Task item
Using the data below, show every line where the word "FrameSource" occurs.

Dataset entries
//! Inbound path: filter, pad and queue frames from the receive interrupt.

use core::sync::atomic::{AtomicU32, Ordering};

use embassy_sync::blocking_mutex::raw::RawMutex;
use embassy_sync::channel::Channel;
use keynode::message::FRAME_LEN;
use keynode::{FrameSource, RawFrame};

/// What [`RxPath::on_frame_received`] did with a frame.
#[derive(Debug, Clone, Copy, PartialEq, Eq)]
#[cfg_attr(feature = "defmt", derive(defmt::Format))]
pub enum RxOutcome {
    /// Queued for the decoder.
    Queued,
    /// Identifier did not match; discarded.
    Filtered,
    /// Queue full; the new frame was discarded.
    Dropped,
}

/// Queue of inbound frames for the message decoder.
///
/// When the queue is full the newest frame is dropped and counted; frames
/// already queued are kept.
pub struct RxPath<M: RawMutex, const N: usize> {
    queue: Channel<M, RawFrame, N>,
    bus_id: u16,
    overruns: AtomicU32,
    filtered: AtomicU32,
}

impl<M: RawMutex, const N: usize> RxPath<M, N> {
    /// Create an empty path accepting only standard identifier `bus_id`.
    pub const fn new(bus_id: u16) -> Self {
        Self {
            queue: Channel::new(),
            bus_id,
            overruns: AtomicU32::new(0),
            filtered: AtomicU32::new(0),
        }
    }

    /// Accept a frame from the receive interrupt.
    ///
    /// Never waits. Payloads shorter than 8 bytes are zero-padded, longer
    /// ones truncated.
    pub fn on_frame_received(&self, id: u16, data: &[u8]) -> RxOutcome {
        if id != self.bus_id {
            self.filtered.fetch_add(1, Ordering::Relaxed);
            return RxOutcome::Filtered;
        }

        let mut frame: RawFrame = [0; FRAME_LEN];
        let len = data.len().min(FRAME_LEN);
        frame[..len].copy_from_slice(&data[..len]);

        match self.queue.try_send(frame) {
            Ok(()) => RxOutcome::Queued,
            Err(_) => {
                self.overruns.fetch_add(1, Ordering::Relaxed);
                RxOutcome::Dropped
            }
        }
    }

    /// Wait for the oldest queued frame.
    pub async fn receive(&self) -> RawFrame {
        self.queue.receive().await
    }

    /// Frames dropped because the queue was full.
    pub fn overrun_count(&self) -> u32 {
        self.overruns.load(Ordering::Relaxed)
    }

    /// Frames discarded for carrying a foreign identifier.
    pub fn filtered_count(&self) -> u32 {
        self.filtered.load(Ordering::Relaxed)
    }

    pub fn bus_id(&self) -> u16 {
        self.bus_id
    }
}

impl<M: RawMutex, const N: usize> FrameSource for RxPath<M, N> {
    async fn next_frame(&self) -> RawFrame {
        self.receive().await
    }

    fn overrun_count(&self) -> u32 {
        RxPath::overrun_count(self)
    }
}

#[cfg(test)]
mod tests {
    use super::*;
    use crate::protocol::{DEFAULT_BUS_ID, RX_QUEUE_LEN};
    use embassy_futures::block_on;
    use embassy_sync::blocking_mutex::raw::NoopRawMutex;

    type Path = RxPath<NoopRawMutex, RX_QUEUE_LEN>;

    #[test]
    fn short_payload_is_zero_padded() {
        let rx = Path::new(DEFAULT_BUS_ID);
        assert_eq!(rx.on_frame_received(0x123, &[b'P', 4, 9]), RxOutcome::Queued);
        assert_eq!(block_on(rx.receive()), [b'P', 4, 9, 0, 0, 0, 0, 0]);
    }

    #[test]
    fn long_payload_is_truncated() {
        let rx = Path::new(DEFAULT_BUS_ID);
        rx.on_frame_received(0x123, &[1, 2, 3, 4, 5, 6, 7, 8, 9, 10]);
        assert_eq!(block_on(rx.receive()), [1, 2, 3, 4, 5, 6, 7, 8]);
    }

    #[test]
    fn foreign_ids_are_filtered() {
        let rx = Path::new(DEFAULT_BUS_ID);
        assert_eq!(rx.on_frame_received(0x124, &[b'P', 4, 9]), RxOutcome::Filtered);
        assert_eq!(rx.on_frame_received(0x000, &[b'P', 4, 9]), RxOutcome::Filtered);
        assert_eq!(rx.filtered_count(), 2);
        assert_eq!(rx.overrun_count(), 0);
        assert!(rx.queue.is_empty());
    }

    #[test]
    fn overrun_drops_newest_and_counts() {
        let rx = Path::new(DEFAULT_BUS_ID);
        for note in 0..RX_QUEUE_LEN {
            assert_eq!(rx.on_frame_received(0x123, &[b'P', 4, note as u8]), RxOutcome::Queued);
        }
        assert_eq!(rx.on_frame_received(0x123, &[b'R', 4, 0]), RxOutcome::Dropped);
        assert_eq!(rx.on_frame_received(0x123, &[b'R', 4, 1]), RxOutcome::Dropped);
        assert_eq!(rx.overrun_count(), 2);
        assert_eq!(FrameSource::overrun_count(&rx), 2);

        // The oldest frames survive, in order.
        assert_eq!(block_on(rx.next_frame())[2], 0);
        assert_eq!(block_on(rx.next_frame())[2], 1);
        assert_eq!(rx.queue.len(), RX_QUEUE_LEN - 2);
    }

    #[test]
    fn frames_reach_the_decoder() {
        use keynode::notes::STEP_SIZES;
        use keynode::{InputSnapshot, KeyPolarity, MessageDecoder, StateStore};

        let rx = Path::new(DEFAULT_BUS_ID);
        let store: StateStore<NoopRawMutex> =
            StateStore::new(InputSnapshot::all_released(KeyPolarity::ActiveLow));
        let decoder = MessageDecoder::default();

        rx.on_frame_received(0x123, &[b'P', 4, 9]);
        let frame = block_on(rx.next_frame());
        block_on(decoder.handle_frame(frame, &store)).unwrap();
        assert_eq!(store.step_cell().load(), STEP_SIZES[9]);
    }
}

---

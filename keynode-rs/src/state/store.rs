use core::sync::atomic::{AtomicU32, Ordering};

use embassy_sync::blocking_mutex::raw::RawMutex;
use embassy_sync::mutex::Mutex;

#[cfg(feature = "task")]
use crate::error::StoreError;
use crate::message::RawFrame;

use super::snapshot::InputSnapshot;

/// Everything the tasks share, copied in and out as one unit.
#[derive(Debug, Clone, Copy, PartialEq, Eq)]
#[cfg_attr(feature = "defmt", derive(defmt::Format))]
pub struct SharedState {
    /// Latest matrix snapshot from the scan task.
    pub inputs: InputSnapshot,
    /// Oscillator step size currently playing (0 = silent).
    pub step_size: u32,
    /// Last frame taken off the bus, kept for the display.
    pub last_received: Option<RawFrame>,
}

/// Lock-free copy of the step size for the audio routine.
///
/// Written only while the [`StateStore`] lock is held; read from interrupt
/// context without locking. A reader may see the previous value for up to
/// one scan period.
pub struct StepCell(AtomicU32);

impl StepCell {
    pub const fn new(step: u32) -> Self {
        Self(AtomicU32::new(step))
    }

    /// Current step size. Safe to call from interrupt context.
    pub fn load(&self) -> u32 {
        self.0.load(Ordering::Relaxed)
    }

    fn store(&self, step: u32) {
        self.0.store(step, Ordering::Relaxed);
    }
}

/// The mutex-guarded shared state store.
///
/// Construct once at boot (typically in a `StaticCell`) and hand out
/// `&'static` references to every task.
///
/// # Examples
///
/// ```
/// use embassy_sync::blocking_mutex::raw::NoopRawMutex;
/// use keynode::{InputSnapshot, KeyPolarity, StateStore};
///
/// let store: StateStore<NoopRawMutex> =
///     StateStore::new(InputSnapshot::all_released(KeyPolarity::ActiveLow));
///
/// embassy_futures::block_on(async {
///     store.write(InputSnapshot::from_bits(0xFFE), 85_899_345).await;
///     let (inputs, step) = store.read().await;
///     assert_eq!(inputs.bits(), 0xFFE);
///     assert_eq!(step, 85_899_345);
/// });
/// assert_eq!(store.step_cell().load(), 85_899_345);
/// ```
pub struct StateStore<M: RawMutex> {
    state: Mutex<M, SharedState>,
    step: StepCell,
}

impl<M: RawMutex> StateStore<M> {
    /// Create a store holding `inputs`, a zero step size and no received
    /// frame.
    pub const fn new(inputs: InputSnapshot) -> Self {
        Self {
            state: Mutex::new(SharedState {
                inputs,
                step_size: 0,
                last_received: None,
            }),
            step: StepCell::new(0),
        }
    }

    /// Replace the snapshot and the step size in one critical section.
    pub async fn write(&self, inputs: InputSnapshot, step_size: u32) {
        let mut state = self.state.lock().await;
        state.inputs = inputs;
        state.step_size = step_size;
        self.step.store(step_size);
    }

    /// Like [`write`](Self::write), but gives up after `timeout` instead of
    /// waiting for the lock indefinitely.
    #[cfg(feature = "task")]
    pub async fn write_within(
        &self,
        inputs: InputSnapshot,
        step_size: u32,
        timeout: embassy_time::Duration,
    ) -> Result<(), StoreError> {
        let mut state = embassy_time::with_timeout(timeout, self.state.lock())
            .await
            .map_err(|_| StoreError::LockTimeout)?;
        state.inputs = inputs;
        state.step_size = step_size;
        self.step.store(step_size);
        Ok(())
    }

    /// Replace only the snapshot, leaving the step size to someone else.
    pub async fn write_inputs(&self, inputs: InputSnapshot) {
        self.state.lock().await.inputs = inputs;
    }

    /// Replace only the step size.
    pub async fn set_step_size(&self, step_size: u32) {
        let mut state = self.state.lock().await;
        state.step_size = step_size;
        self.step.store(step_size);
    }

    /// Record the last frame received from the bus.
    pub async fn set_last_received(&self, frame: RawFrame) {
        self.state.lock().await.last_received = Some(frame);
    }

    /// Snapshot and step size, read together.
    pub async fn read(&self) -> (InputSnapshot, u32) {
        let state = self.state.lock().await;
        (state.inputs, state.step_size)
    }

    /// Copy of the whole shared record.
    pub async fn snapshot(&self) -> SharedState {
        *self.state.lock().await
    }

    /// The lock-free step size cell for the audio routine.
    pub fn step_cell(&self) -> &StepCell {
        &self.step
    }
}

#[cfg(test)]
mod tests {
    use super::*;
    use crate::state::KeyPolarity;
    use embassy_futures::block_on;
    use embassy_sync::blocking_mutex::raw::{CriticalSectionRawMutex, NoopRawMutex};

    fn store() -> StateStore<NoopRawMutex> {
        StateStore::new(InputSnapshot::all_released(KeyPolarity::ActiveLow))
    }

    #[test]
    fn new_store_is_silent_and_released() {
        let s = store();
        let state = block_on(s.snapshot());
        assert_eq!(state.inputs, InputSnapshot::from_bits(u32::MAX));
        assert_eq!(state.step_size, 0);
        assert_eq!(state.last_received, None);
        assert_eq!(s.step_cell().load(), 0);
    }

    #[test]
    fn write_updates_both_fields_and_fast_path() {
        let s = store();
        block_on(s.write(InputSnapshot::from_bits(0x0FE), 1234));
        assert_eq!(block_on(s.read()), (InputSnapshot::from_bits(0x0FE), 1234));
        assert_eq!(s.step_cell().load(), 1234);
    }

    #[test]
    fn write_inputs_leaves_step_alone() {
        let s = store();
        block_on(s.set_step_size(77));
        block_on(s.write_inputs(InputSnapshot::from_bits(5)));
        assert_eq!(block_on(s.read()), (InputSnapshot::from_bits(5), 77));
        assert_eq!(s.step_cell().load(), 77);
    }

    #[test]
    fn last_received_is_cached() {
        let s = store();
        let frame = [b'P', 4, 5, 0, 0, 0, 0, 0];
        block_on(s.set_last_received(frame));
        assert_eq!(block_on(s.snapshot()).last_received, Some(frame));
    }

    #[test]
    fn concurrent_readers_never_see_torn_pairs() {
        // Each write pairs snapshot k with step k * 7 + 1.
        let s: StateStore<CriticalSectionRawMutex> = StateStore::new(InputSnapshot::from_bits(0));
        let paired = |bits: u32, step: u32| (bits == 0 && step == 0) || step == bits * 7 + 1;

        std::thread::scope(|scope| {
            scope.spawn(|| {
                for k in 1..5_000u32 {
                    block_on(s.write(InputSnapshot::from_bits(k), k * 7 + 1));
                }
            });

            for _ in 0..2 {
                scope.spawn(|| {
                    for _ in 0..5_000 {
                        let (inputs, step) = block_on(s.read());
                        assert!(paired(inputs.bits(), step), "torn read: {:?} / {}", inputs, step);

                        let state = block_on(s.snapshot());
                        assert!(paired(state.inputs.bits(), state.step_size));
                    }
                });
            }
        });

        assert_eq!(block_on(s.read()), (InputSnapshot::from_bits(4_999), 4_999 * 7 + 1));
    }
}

* * *

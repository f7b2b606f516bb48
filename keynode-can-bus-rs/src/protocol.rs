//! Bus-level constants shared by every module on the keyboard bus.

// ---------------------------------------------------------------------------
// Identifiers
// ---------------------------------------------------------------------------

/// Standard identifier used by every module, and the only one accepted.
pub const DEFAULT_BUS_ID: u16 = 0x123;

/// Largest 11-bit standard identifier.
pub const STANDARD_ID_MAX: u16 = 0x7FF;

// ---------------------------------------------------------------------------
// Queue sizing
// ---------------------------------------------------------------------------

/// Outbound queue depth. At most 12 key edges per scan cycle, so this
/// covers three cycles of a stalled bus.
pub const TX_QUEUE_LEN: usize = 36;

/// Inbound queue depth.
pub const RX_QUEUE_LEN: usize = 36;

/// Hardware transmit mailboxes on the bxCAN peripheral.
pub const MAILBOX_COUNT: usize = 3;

Result of the task
use keynode::{FrameSource, RawFrame};
impl<M: RawMutex, const N: usize> FrameSource for RxPath<M, N> {
        assert_eq!(FrameSource::overrun_count(&rx), 2);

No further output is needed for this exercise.